Your instructions — The string "PatternDocument" may appear in lines of the listing. Report each line where it does.

Listed entries —
•••
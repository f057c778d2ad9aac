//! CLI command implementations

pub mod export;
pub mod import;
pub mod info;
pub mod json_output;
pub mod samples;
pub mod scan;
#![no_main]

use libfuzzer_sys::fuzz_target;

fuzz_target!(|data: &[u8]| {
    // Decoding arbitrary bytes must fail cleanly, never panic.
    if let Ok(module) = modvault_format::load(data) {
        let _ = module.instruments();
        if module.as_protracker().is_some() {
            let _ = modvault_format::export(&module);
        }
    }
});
•••
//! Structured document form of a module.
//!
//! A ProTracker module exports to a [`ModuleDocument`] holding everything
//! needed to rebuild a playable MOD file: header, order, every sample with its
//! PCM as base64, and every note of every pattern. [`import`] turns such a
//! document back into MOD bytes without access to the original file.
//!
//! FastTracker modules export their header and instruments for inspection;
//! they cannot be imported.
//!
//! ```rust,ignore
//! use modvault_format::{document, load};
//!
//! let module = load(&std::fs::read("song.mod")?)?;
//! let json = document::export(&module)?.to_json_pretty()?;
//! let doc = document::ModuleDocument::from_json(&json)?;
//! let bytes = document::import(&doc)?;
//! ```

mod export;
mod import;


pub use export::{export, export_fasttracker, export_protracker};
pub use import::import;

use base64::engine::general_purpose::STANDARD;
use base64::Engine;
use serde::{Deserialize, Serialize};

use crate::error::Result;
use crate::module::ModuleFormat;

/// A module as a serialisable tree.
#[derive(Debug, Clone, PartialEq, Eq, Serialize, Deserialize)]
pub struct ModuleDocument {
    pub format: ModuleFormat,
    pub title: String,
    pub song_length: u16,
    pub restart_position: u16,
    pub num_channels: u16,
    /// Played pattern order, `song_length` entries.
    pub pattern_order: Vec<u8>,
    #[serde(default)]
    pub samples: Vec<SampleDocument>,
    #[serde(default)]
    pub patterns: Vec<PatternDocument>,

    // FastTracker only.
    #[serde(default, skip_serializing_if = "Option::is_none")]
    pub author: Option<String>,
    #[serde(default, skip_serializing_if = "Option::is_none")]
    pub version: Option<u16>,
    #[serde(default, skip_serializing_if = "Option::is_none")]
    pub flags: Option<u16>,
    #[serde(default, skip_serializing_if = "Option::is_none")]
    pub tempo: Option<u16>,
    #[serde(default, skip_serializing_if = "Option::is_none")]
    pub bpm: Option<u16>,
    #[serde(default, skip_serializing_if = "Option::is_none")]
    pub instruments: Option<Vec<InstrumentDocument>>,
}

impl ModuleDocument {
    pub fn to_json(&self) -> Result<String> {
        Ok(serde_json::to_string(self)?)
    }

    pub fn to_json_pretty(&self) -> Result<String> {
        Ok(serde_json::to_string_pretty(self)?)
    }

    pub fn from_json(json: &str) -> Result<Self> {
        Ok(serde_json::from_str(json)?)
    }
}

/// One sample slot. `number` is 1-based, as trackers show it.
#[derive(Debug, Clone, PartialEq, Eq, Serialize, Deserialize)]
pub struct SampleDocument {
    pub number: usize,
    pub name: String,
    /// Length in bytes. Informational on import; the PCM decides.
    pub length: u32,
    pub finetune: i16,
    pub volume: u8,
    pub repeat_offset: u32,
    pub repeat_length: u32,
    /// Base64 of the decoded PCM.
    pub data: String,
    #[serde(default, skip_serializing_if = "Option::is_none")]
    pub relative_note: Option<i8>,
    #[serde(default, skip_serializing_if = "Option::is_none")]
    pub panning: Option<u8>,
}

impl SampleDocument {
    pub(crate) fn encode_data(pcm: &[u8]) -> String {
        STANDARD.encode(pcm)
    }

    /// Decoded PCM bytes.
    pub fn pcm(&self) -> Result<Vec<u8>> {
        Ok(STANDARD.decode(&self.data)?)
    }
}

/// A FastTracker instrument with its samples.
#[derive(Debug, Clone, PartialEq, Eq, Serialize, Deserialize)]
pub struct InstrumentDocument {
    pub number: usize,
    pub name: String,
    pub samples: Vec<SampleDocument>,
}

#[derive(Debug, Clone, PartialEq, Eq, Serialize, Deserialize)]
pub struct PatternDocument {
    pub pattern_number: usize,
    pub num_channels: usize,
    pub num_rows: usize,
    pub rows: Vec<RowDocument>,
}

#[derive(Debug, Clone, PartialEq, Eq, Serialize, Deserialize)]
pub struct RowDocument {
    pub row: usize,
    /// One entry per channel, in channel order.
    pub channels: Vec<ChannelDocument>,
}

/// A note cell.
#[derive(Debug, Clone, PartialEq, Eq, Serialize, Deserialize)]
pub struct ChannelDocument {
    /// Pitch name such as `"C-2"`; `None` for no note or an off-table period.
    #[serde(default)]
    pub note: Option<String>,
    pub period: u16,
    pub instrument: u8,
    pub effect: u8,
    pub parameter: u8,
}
•••
Response to this exercise —
    pub patterns: Vec<PatternDocument>,
pub struct PatternDocument {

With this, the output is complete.